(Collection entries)
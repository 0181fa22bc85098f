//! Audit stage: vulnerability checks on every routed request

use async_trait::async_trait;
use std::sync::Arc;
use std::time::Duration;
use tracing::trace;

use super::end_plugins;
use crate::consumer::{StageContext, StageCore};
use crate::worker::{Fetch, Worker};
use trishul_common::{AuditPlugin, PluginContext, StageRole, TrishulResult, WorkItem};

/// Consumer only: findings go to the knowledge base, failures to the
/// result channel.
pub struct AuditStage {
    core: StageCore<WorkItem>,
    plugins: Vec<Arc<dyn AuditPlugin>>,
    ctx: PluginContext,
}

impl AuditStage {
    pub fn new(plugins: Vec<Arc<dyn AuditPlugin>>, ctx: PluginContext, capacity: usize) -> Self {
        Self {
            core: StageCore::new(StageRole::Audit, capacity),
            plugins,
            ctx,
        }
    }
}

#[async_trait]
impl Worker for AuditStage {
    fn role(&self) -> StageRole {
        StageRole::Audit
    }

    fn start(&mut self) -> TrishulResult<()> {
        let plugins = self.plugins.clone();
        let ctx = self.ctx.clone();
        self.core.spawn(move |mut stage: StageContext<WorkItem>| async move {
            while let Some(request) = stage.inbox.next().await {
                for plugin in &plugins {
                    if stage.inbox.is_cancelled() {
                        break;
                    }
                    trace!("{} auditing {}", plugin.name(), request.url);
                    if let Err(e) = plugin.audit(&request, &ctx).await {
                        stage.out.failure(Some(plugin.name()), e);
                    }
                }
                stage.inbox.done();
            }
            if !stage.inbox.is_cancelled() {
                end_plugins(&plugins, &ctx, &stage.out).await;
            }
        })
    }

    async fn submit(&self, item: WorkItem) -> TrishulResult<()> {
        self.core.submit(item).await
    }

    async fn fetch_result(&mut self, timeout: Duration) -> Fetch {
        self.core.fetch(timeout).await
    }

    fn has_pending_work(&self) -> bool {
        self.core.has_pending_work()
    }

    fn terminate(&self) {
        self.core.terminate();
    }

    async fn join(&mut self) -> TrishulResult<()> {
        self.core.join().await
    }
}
--
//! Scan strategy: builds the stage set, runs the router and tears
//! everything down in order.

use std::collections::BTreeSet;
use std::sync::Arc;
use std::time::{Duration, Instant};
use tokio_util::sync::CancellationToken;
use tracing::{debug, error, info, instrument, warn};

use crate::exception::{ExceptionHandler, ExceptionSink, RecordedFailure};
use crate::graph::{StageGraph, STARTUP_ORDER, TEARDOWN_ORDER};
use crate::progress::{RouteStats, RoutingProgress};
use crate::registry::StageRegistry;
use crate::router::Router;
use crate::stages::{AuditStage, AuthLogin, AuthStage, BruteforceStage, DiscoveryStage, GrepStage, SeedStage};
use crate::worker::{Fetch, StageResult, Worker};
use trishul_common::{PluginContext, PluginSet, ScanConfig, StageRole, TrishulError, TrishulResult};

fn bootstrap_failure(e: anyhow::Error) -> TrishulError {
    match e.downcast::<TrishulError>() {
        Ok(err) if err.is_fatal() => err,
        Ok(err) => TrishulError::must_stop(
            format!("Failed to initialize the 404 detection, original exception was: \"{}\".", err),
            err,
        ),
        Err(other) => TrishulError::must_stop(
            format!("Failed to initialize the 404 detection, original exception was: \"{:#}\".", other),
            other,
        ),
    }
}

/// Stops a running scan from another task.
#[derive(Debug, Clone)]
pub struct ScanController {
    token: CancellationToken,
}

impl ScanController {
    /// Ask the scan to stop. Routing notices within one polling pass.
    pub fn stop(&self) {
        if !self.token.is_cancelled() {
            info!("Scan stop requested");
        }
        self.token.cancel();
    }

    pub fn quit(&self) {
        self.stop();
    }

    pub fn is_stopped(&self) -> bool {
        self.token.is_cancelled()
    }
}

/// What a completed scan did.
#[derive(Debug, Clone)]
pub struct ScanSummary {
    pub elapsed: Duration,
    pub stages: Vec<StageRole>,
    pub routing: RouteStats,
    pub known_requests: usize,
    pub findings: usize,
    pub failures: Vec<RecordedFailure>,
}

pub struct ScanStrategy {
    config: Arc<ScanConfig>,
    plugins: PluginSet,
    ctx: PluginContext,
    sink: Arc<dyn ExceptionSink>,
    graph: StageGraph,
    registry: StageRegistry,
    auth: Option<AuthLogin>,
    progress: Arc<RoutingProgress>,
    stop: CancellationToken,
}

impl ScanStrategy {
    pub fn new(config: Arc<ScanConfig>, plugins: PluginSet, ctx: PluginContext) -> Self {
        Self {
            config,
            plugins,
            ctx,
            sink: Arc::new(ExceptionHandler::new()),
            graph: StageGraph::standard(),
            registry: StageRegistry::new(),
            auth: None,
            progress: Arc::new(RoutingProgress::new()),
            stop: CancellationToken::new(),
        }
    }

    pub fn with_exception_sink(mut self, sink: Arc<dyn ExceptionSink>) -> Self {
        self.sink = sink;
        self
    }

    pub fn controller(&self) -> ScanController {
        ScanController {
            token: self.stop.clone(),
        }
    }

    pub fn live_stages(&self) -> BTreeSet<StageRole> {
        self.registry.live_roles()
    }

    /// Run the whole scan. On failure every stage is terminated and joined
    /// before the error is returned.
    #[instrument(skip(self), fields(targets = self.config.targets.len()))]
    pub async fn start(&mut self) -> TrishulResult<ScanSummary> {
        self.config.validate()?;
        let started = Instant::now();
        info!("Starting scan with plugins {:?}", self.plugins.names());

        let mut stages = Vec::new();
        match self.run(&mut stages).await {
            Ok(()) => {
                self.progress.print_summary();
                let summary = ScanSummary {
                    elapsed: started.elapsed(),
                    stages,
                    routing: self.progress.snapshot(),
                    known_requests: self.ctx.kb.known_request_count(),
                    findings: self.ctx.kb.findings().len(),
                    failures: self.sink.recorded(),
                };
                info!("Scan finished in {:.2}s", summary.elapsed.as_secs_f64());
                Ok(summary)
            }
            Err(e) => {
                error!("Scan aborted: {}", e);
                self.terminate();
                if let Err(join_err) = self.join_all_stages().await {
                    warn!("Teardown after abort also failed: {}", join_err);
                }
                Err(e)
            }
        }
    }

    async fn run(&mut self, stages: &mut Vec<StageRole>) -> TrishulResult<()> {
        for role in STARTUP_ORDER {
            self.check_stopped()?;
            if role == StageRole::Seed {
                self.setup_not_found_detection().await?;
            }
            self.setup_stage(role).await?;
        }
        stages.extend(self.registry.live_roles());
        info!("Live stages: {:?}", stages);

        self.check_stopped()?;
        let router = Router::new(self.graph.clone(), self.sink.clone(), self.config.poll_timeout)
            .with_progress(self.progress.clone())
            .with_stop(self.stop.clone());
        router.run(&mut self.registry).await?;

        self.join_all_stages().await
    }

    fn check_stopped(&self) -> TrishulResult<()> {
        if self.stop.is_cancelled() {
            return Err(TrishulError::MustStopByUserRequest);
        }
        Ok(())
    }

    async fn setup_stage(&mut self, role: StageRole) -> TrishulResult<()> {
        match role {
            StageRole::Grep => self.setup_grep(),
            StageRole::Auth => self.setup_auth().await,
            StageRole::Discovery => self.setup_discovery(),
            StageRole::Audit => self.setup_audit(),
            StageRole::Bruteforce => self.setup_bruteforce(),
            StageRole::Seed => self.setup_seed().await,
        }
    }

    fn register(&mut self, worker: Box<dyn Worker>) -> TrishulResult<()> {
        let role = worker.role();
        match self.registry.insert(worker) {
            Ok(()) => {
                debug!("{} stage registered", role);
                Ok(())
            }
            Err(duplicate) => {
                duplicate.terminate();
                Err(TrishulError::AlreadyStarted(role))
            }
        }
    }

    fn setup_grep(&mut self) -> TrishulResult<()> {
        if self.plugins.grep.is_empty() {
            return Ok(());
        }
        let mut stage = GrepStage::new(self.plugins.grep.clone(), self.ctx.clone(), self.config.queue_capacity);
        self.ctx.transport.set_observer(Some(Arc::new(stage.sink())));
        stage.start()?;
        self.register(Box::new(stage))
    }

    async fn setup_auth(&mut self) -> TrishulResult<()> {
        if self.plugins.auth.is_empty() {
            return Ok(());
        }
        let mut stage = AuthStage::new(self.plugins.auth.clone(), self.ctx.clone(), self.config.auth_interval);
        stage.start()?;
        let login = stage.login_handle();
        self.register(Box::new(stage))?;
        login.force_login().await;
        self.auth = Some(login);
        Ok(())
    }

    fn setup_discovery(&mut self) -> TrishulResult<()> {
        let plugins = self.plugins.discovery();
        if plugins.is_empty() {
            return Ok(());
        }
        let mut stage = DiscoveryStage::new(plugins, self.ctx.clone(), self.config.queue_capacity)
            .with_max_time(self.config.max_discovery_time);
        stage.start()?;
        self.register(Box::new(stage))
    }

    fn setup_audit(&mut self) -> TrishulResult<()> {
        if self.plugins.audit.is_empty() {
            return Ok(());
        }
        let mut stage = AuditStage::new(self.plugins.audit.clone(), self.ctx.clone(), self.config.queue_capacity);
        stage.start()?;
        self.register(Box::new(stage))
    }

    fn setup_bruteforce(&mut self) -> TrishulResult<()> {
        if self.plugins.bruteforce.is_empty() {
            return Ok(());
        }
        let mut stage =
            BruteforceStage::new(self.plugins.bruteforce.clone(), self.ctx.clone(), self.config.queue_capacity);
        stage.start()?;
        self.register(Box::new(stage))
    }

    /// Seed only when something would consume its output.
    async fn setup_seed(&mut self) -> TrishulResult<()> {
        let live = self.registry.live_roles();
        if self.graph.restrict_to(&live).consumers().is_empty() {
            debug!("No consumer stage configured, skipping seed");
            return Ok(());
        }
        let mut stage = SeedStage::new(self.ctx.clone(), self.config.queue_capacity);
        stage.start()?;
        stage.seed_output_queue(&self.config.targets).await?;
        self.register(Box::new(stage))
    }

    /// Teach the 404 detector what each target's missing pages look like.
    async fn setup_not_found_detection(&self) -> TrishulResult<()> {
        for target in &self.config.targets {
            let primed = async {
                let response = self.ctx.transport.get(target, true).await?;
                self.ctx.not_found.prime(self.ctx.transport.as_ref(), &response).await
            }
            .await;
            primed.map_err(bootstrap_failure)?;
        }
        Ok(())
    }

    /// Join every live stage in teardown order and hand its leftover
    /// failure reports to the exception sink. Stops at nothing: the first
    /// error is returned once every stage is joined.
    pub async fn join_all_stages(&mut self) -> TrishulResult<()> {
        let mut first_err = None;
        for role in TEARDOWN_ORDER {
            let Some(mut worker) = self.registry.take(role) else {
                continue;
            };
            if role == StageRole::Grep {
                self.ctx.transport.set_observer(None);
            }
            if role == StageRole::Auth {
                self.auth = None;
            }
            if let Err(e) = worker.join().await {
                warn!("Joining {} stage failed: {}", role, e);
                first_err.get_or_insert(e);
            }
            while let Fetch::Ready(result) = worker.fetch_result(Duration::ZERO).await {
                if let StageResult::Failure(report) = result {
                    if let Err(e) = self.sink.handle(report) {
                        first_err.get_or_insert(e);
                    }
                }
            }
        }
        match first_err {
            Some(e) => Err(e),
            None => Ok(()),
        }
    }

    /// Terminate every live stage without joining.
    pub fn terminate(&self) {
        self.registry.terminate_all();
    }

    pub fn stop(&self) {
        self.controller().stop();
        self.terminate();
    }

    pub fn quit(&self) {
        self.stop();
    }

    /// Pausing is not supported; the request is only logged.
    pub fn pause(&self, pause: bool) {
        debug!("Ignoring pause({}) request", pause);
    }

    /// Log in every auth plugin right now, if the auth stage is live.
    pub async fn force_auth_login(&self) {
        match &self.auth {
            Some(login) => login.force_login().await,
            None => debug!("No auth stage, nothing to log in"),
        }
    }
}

• PROBLEM: From the entries above, copy each line that holds "WorkItem".

• WRITTEN ANSWER:
use trishul_common::{AuditPlugin, PluginContext, StageRole, TrishulResult, WorkItem};
    core: StageCore<WorkItem>,
        self.core.spawn(move |mut stage: StageContext<WorkItem>| async move {
    async fn submit(&self, item: WorkItem) -> TrishulResult<()> {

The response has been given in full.